Justice vs Abuse — Part 1: Medical Cannabis Romania
Giancarlo Cristea's story: from Crohn's disease diagnosis to the historic legal victory against DIICOT. Medical cannabis and the right to treatment.

How It Began
From Romania's healthcare system to emigration — and a treatment that works
Eleven years ago I left Romania. Not out of a desire for adventure or new horizons — but driven by pain, despair, and the complete absence of solutions. And by the endemic corruption of Romania's healthcare system. For years, doctors failed to arrive at a correct diagnosis. Years of wrongly administered treatments, pointless tests, exhausting hospital visits with no results. When, at last, a single diagnosis proved correct — Crohn's disease, a chronic autoimmune condition — I also learned of a treatment that could offer me a real chance. But the path to that treatment was blocked by a corrupt, indifferent and demeaning medical system. By 2014 I had dropped to 38 kilograms at 1.70 m — a shadow of the person I had been. I was forced to use the toilet 50 to 100 times a day, vomited 20–30 times daily, and endured constant, unbearable abdominal pain. I was no longer able to function, to be productive, to contribute to anything. I had become completely dependent. The impact went far beyond physical suffering. Watching myself become a burden for my wife and child, I fell into a deep depression. For years I was haunted by dark thoughts, seeing, in moments of despair, the end as the only escape from a nightmare from which it seemed impossible to wake. I was a prisoner in my own body and mind.

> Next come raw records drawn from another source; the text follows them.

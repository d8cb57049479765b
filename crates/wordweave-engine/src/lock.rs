//! Per-session serialization.
//!
//! Every mutation of a session runs under that session's lock, and
//! re-reads the snapshot after acquiring it. Different sessions never
//! contend. Entries are created on first use and dropped once the last
//! waiter releases, so the map stays proportional to the number of
//! sessions with in-flight operations, not the number of sessions.

use std::collections::HashMap;
use std::sync::atomic::{AtomicUsize, Ordering};
use std::sync::Arc;

use tokio::sync::Mutex;

use wordweave_protocol::SessionId;

#[derive(Default)]
struct LockEntry {
    lock: Mutex<()>,
    waiters: AtomicUsize,
}

/// A keyed async mutex over session ids.
#[derive(Default)]
pub struct SessionLocks {
    entries: Mutex<HashMap<SessionId, Arc<LockEntry>>>,
}

impl SessionLocks {
    pub fn new() -> Self {
        Self::default()
    }

    /// Runs `op` while holding the exclusive lock for `id`.
    ///
    /// `op` must re-read whatever state it needs *after* this call
    /// acquires the lock; anything observed beforehand may be stale.
    pub async fn run_exclusive<F, Fut, T>(&self, id: SessionId, op: F) -> T
    where
        F: FnOnce() -> Fut,
        Fut: Future<Output = T>,
    {
        let entry = {
            let mut entries = self.entries.lock().await;
            let entry = entries.entry(id).or_default();
            // Counted inside the map lock, so a concurrent release can't
            // observe zero waiters while we hold a clone.
            entry.waiters.fetch_add(1, Ordering::SeqCst);
            Arc::clone(entry)
        };

        let result = {
            let _guard = entry.lock.lock().await;
            op().await
        };

        let mut entries = self.entries.lock().await;
        if entry.waiters.fetch_sub(1, Ordering::SeqCst) == 1 {
            entries.remove(&id);
        }
        result
    }

    /// Number of sessions with in-flight operations. Test helper.
    #[cfg(test)]
    async fn active(&self) -> usize {
        self.entries.lock().await.len()
    }
}

#[cfg(test)]
mod tests {
    use super::*;
    use std::sync::atomic::AtomicU64;
    use std::time::Duration;

    #[tokio::test(flavor = "multi_thread", worker_threads = 4)]
    async fn test_run_exclusive_serializes_same_session() {
        let locks = Arc::new(SessionLocks::new());
        // Non-atomic increment under the lock: lost updates if the lock
        // ever admits two tasks at once.
        let counter = Arc::new(AtomicU64::new(0));

        let mut handles = Vec::new();
        for _ in 0..32 {
            let locks = Arc::clone(&locks);
            let counter = Arc::clone(&counter);
            handles.push(tokio::spawn(async move {
                locks
                    .run_exclusive(SessionId(1), || async {
                        let seen = counter.load(Ordering::SeqCst);
                        tokio::time::sleep(Duration::from_millis(1)).await;
                        counter.store(seen + 1, Ordering::SeqCst);
                    })
                    .await;
            }));
        }
        for h in handles {
            h.await.unwrap();
        }
        assert_eq!(counter.load(Ordering::SeqCst), 32);
    }

    #[tokio::test(flavor = "multi_thread", worker_threads = 4)]
    async fn test_different_sessions_do_not_contend() {
        let locks = Arc::new(SessionLocks::new());

        // Hold session 1's lock, then take session 2's; a global lock
        // would deadlock here.
        let (started_tx, started_rx) = tokio::sync::oneshot::channel();
        let (release_tx, release_rx) = tokio::sync::oneshot::channel::<()>();
        let holder = {
            let locks = Arc::clone(&locks);
            tokio::spawn(async move {
                locks
                    .run_exclusive(SessionId(1), || async {
                        let _ = started_tx.send(());
                        let _ = release_rx.await;
                    })
                    .await;
            })
        };
        started_rx.await.unwrap();

        tokio::time::timeout(
            Duration::from_secs(1),
            locks.run_exclusive(SessionId(2), || async {}),
        )
        .await
        .expect("session 2 must not wait on session 1");

        let _ = release_tx.send(());
        holder.await.unwrap();
    }

    #[tokio::test]
    async fn test_entries_cleaned_up_after_release() {
        let locks = SessionLocks::new();
        locks.run_exclusive(SessionId(1), || async {}).await;
        locks.run_exclusive(SessionId(2), || async {}).await;
        assert_eq!(locks.active().await, 0);
    }
}
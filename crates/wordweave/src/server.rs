//! WebSocket server loop.
//!
//! One accept loop; each accepted socket gets its own handler task. The
//! server owns nothing but the listener and a cloneable engine handle —
//! all game state lives behind the engine's store.

use tokio::net::TcpListener;
use tracing::{debug, error, info};

use wordweave_engine::{Engine, WordProvider};
use wordweave_store::SnapshotStore;

use crate::conn::handle_connection;
use crate::ServerError;

pub struct WordweaveServer<S, P> {
    listener: TcpListener,
    engine: Engine<S, P>,
}

impl<S: SnapshotStore, P: WordProvider> WordweaveServer<S, P> {
    /// Binds the listener. `addr` may use port 0 for an ephemeral port
    /// (the tests do).
    pub async fn bind(
        addr: &str,
        engine: Engine<S, P>,
    ) -> Result<Self, ServerError> {
        let listener =
            TcpListener::bind(addr).await.map_err(ServerError::Bind)?;
        info!(addr, "wordweave server listening");
        Ok(Self { listener, engine })
    }

    pub fn local_addr(&self) -> std::io::Result<std::net::SocketAddr> {
        self.listener.local_addr()
    }

    /// Runs the accept loop until the process is terminated.
    pub async fn run(self) -> Result<(), ServerError> {
        loop {
            match self.listener.accept().await {
                Ok((stream, addr)) => {
                    let engine = self.engine.clone();
                    tokio::spawn(async move {
                        let ws = match tokio_tungstenite::accept_async(stream)
                            .await
                        {
                            Ok(ws) => ws,
                            Err(e) => {
                                debug!(%addr, error = %e, "websocket handshake failed");
                                return;
                            }
                        };
                        handle_connection(ws, engine).await;
                    });
                }
                Err(e) => {
                    error!(error = %e, "accept failed");
                }
            }
        }
    }
}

The discovery that changed my life
In 2014, when I weighed only 38 kilograms and was making 50–100 trips to the toilet every day, my brother-in-law offered me a cannabis cigarette. From the very first inhale, the transformation was almost miraculous: the atrocious pain vanished, the constant nausea and vomiting disappeared, the joint pain diminished significantly, and my appetite returned for the first time after nearly six years of illness. Blood tests subsequently confirmed a reduction in inflammatory markers. My story first reached the national press in August 2022 through a video report published by G4Media.ro↗ in collaboration with ENTR — a European editorial project. The article presented my Crohn’s disease diagnosis (confirmed in 2012, after symptom onset in 2007–2008), fibromyalgia (since 2017), and how legally prescribed medical cannabis in the UK transformed my life. I am, therefore, a patient with chronic conditions (Crohn's disease, fibromyalgia, ADHD) and a person with disabilities within the meaning of the UN Convention on the Rights of Persons with Disabilities (CRPD, 2006), ratified by Romania through Law 221/2010 — a legal framework that does not require an administrative certificate but recognises the interaction between long-term impairment and the social barriers that hinder effective participation.
G4Media / ENTR report, August 2022 — original article on G4Media.ro↗
But access through the black market was a constant battle: prohibitive prices, inconsistent quality, permanent risk of arrest. For years I treated myself illegally, hiding from authorities. I knew a legal treatment existed — and that in Romania, the path to it ran through the corridors of Fundeni Hospital.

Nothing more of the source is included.